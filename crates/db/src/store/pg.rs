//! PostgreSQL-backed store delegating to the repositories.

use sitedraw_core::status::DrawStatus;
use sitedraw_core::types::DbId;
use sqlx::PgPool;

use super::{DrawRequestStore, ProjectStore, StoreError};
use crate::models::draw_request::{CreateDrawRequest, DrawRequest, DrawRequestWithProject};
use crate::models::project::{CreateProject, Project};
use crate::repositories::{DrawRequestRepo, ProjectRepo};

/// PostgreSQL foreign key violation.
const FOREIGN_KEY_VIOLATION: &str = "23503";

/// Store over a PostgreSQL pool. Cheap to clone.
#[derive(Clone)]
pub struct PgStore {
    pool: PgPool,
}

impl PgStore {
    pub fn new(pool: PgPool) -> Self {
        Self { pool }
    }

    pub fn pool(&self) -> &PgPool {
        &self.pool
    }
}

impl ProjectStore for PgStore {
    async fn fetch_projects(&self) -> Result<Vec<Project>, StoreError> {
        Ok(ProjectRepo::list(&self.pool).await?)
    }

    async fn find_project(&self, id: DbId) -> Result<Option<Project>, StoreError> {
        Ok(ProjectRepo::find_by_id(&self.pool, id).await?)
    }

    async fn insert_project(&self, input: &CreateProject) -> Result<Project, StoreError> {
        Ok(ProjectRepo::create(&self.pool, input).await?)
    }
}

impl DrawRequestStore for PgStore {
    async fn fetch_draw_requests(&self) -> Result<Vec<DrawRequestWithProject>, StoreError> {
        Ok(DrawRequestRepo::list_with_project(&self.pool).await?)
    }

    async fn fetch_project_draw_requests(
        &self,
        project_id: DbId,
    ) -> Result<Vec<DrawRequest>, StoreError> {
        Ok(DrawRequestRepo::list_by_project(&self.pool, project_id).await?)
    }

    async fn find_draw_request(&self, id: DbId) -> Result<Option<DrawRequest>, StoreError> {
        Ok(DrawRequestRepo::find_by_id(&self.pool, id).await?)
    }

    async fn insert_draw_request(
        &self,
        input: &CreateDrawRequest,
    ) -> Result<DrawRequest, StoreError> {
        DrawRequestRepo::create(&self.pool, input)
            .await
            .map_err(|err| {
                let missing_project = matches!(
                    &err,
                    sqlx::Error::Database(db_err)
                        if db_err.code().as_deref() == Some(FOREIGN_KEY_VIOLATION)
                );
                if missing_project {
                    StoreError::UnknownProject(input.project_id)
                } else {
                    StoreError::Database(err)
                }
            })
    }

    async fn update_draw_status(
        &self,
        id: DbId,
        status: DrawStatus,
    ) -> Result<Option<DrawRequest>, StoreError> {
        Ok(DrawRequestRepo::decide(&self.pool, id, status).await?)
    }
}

--

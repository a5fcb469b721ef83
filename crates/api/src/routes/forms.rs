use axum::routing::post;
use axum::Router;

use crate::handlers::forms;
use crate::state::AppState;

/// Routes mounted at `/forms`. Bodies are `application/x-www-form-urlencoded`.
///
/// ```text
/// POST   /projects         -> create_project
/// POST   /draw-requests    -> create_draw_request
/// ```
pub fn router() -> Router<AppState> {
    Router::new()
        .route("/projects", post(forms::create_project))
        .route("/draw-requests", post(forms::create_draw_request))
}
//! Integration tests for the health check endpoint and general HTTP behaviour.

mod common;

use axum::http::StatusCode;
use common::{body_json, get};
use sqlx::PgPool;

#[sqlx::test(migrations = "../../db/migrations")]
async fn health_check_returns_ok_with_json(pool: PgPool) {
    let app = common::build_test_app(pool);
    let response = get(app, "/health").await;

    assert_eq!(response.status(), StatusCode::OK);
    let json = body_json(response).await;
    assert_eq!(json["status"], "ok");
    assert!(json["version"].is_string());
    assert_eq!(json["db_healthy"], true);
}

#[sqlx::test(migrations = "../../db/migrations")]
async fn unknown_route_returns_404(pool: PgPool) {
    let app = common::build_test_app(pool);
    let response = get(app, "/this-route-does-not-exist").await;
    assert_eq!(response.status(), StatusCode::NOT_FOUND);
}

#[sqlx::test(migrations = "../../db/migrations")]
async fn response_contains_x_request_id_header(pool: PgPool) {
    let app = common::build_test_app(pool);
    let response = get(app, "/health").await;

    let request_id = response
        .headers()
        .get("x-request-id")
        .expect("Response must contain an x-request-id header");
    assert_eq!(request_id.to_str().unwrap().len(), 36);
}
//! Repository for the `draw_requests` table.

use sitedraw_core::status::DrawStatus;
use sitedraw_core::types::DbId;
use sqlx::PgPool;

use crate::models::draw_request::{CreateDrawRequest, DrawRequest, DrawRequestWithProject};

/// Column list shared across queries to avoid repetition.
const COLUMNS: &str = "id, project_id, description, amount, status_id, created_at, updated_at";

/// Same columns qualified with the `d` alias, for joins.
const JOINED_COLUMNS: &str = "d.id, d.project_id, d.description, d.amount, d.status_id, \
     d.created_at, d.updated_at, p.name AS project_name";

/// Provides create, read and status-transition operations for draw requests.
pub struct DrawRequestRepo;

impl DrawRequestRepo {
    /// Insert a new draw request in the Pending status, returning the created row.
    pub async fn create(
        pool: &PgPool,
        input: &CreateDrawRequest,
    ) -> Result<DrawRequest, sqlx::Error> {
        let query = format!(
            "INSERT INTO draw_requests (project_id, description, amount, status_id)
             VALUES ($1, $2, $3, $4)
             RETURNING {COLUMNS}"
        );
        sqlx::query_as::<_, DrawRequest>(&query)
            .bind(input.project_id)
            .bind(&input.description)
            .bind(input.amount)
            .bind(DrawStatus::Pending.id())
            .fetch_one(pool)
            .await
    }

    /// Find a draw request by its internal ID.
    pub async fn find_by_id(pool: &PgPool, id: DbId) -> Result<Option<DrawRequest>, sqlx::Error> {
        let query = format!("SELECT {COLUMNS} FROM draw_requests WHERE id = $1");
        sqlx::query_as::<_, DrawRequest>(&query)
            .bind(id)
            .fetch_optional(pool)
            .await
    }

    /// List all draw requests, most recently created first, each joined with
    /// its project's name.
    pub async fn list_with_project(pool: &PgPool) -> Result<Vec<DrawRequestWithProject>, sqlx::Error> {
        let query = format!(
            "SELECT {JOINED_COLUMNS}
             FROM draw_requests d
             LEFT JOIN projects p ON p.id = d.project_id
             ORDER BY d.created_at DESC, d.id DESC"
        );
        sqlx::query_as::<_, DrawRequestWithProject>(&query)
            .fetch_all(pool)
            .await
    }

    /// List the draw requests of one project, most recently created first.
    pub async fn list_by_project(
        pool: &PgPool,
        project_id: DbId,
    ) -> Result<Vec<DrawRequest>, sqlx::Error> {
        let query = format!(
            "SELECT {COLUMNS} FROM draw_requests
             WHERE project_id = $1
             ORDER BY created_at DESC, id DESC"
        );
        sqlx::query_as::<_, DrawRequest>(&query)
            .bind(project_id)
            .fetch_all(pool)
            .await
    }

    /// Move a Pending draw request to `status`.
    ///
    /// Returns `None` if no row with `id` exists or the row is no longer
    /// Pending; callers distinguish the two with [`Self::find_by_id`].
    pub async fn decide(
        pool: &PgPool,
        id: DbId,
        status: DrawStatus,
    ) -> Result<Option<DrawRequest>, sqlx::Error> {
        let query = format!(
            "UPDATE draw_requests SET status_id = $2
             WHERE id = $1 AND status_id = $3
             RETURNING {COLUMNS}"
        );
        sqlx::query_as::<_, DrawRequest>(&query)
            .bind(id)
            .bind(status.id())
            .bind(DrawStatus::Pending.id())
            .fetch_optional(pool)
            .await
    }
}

◆ WHAT IS REQUIRED ◆
Once you find the line with "filename crates/db/src/store/pg.rs" above, print it and every line after it up to and including the line with "const FOREIGN_KEY_VIOLATION: &str", exactly as written and nothing else.

◆ RESULT OF THE TASK ◆
filename crates/db/src/store/pg.rs
//! PostgreSQL-backed store delegating to the repositories.

use sitedraw_core::status::DrawStatus;
use sitedraw_core::types::DbId;
use sqlx::PgPool;

use super::{DrawRequestStore, ProjectStore, StoreError};
use crate::models::draw_request::{CreateDrawRequest, DrawRequest, DrawRequestWithProject};
use crate::models::project::{CreateProject, Project};
use crate::repositories::{DrawRequestRepo, ProjectRepo};

/// PostgreSQL foreign key violation.
const FOREIGN_KEY_VIOLATION: &str = "23503";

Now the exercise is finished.